Beim Heimspiel des BSV Wulfen gegen Bayer Leverkusen fröstelte es am Samstag so manchen Besucher. Das lag nicht nur an der dürftigen Vorstellung der Mannschaft, das lag vor allem auch an den geöffneten Notausgangstüren im Rücken der Zuschauer.

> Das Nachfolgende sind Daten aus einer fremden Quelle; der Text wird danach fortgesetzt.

// smps2bin - An SMPS2ASM music script assembler for Mega Drive sound drivers
// Copyright (C) 2026  Marcel Joachim Kloubert <marcel@kloubert.dev>
//
// This program is free software: you can redistribute it and/or modify
// it under the terms of the GNU Affero General Public License as published by
// the Free Software Foundation, either version 3 of the License, or
// (at your option) any later version.
//
// This program is distributed in the hope that it will be useful,
// but WITHOUT ANY WARRANTY; without even the implied warranty of
// MERCHANTABILITY or FITNESS FOR A PARTICULAR PURPOSE.  See the
// GNU Affero General Public License for more details.
//
// You should have received a copy of the GNU Affero General Public License
// along with this program.  If not, see <https://www.gnu.org/licenses/>.

//! The mnemonic table.

use std::collections::HashMap;

/// Every instruction the assembler understands.
#[derive(Debug, Clone, Copy, PartialEq, Eq, Hash)]
pub enum Opcode {
    // Raw data
    DcB,

    // Song and SFX headers
    HeaderStartSong,
    HeaderVoice,
    HeaderVoiceNull,
    HeaderVoiceUvb,
    HeaderChan,
    HeaderTempo,
    HeaderDac,
    HeaderFm,
    HeaderPsg,
    HeaderTempoSfx,
    HeaderChanSfx,
    HeaderSfxChannel,

    // Coordination flags
    Pan,
    Detune,
    Nop,
    Return,
    Fade,
    ChanTempoDiv,
    AlterVol,
    NoteFill,
    ChangeTransposition,
    SetTempoMod,
    SetTempoDiv,
    SetVol,
    PsgAlterVol,
    ClearPush,
    StopSpecial,
    FmVoice,
    ModSet,
    ModOn,
    Stop,
    PsgForm,
    ModOff,
    PsgVoice,
    Jump,
    Loop,
    Call,
    FmAlterVol,
    StopFm,
    SpindashRev,
    PlayDacSample,
    ConditionalJump,
    SetNote,
    FmiCommand,
    ModChange2,
    ModChange,
    ContinuousLoop,
    AlternateSmps,
    Fm3SpecialMode,
    PlaySound,
    HaltMusic,
    CopyData,
    SsgEg,
    FmVolEnv,
    ResetSpindashRev,
    ChanFmCommand,
    PitchSlide,
    SetLfo,
    PlayMusic,
    MaxRelRate,

    // FM voice definition
    VcFeedback,
    VcAlgorithm,
    VcUnusedBits,
    VcDetune,
    VcCoarseFreq,
    VcRateScale,
    VcAttackRate,
    VcAmpMod,
    VcDecayRate1,
    VcDecayRate2,
    VcDecayLevel,
    VcReleaseRate,
    VcTotalLevel,
}

impl Opcode {
    /// Voice setters only update the accumulator and emit nothing.
    pub fn is_voice_setter(self) -> bool {
        matches!(
            self,
            Opcode::VcFeedback
                | Opcode::VcAlgorithm
                | Opcode::VcUnusedBits
                | Opcode::VcDetune
                | Opcode::VcCoarseFreq
                | Opcode::VcRateScale
                | Opcode::VcAttackRate
                | Opcode::VcAmpMod
                | Opcode::VcDecayRate1
                | Opcode::VcDecayRate2
                | Opcode::VcDecayLevel
                | Opcode::VcReleaseRate
        )
    }
}

/// A table row: mnemonic, opcode and the minimum number of operands.
#[derive(Debug, Clone, Copy, PartialEq, Eq)]
pub struct OpcodeInfo {
    pub mnemonic: &'static str,
    pub opcode: Opcode,
    pub min_operands: usize,
}

const MNEMONICS: &[(&str, Opcode, usize)] = &[
    ("dc.b", Opcode::DcB, 0),
    ("smpsHeaderStartSong", Opcode::HeaderStartSong, 1),
    ("smpsHeaderVoice", Opcode::HeaderVoice, 1),
    ("smpsHeaderVoiceNull", Opcode::HeaderVoiceNull, 0),
    ("smpsHeaderVoiceUVB", Opcode::HeaderVoiceUvb, 0),
    ("smpsHeaderChan", Opcode::HeaderChan, 2),
    ("smpsHeaderTempo", Opcode::HeaderTempo, 2),
    ("smpsHeaderDAC", Opcode::HeaderDac, 1),
    ("smpsHeaderFM", Opcode::HeaderFm, 3),
    ("smpsHeaderPSG", Opcode::HeaderPsg, 5),
    ("smpsHeaderTempoSFX", Opcode::HeaderTempoSfx, 1),
    ("smpsHeaderChanSFX", Opcode::HeaderChanSfx, 1),
    ("smpsHeaderSFXChannel", Opcode::HeaderSfxChannel, 4),
    ("smpsPan", Opcode::Pan, 2),
    ("smpsDetune", Opcode::Detune, 1),
    ("smpsAlterNote", Opcode::Detune, 1),
    ("smpsNop", Opcode::Nop, 1),
    ("smpsReturn", Opcode::Return, 0),
    ("smpsFade", Opcode::Fade, 0),
    ("smpsChanTempoDiv", Opcode::ChanTempoDiv, 1),
    ("smpsAlterVol", Opcode::AlterVol, 1),
    ("smpsNoteFill", Opcode::NoteFill, 1),
    ("smpsChangeTransposition", Opcode::ChangeTransposition, 1),
    ("smpsAlterPitch", Opcode::ChangeTransposition, 1),
    ("smpsSetTempoMod", Opcode::SetTempoMod, 1),
    ("smpsSetTempoDiv", Opcode::SetTempoDiv, 1),
    ("smpsSetVol", Opcode::SetVol, 1),
    ("smpsPSGAlterVol", Opcode::PsgAlterVol, 1),
    ("smpsClearPush", Opcode::ClearPush, 0),
    ("smpsStopSpecial", Opcode::StopSpecial, 0),
    ("smpsFMvoice", Opcode::FmVoice, 1),
    ("smpsSetvoice", Opcode::FmVoice, 1),
    ("smpsModSet", Opcode::ModSet, 4),
    ("smpsModOn", Opcode::ModOn, 0),
    ("smpsStop", Opcode::Stop, 0),
    ("smpsPSGform", Opcode::PsgForm, 1),
    ("smpsModOff", Opcode::ModOff, 0),
    ("smpsPSGvoice", Opcode::PsgVoice, 1),
    ("smpsJump", Opcode::Jump, 1),
    ("smpsLoop", Opcode::Loop, 3),
    ("smpsCall", Opcode::Call, 1),
    ("smpsFMAlterVol", Opcode::FmAlterVol, 1),
    ("smpsStopFM", Opcode::StopFm, 0),
    ("smpsSpindashRev", Opcode::SpindashRev, 0),
    ("smpsPlayDACSample", Opcode::PlayDacSample, 1),
    ("smpsConditionalJump", Opcode::ConditionalJump, 2),
    ("smpsSetNote", Opcode::SetNote, 1),
    ("smpsFMICommand", Opcode::FmiCommand, 2),
    ("smpsModChange2", Opcode::ModChange2, 2),
    ("smpsModChange", Opcode::ModChange, 1),
    ("smpsContinuousLoop", Opcode::ContinuousLoop, 1),
    ("smpsAlternateSMPS", Opcode::AlternateSmps, 1),
    ("smpsFM3SpecialMode", Opcode::Fm3SpecialMode, 4),
    ("smpsPlaySound", Opcode::PlaySound, 1),
    ("smpsHaltMusic", Opcode::HaltMusic, 1),
    ("smpsCopyData", Opcode::CopyData, 2),
    ("smpsSSGEG", Opcode::SsgEg, 4),
    ("smpsFMVolEnv", Opcode::FmVolEnv, 2),
    ("smpsFMFlutter", Opcode::FmVolEnv, 2),
    ("smpsResetSpindashRev", Opcode::ResetSpindashRev, 0),
    ("smpsChanFMCommand", Opcode::ChanFmCommand, 2),
    ("smpsPitchSlide", Opcode::PitchSlide, 1),
    ("smpsSetLFO", Opcode::SetLfo, 2),
    ("smpsPlayMusic", Opcode::PlayMusic, 1),
    ("smpsMaxRelRate", Opcode::MaxRelRate, 0),
    ("smpsWeirdD1LRR", Opcode::MaxRelRate, 0),
    ("smpsVcFeedback", Opcode::VcFeedback, 1),
    ("smpsVcAlgorithm", Opcode::VcAlgorithm, 1),
    ("smpsVcUnusedBits", Opcode::VcUnusedBits, 1),
    ("smpsVcDetune", Opcode::VcDetune, 4),
    ("smpsVcCoarseFreq", Opcode::VcCoarseFreq, 4),
    ("smpsVcRateScale", Opcode::VcRateScale, 4),
    ("smpsVcAttackRate", Opcode::VcAttackRate, 4),
    ("smpsVcAmpMod", Opcode::VcAmpMod, 4),
    ("smpsVcDecayRate1", Opcode::VcDecayRate1, 4),
    ("smpsVcDecayRate2", Opcode::VcDecayRate2, 4),
    ("smpsVcDecayLevel", Opcode::VcDecayLevel, 4),
    ("smpsVcReleaseRate", Opcode::VcReleaseRate, 4),
    ("smpsVcTotalLevel", Opcode::VcTotalLevel, 4),
];

/// Mnemonic lookup, case-sensitive.
#[derive(Debug, Clone)]
pub struct OpcodeTable {
    entries: Vec<OpcodeInfo>,
    index: HashMap<&'static str, usize>,
}

impl OpcodeTable {
    /// Build the table of all supported mnemonics.
    pub fn new() -> Self {
        let entries: Vec<OpcodeInfo> = MNEMONICS
            .iter()
            .map(|&(mnemonic, opcode, min_operands)| OpcodeInfo {
                mnemonic,
                opcode,
                min_operands,
            })
            .collect();
        let index = entries
            .iter()
            .enumerate()
            .map(|(i, info)| (info.mnemonic, i))
            .collect();
        Self { entries, index }
    }

    pub fn lookup(&self, mnemonic: &str) -> Option<&OpcodeInfo> {
        self.index.get(mnemonic).map(|&i| &self.entries[i])
    }

    pub fn len(&self) -> usize {
        self.entries.len()
    }

    pub fn is_empty(&self) -> bool {
        self.entries.is_empty()
    }

    pub fn iter(&self) -> impl Iterator<Item = &OpcodeInfo> {
        self.entries.iter()
    }
}

impl Default for OpcodeTable {
    fn default() -> Self {
        Self::new()
    }
}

Eine Maßnahme, die dem Verein als Ausrichter vorgegeben sei, erklärte BSV-Vorsitzender Christoph Winck am Samstag auf Nachfrage. Corona-Schutz erfordere dauerhafte Lüftung. Dass dies eine durchgehende Öffnung der Notausgänge bedeuten muss, konnte die Stadt Dorsten am Montag aber nicht bestätigen. Stadt-Pressesprecher Ludger Böhne verwies auf den entsprechenden Passus der Corona-Schutzverordnung, in dem es heißt: „Beim Sport in geschlossenen Räumen ist zudem eine gute Durchlüftung sicherzustellen.“

“Oft und gründlich lüften“

Auch die Anlage zur Coronaschutzverordnung „Hygiene- und Infektionsschutzstandards“ für verschiede Bereiche weise darauf hin, Räume mit vielen Personen oft und gründlich zu lüften.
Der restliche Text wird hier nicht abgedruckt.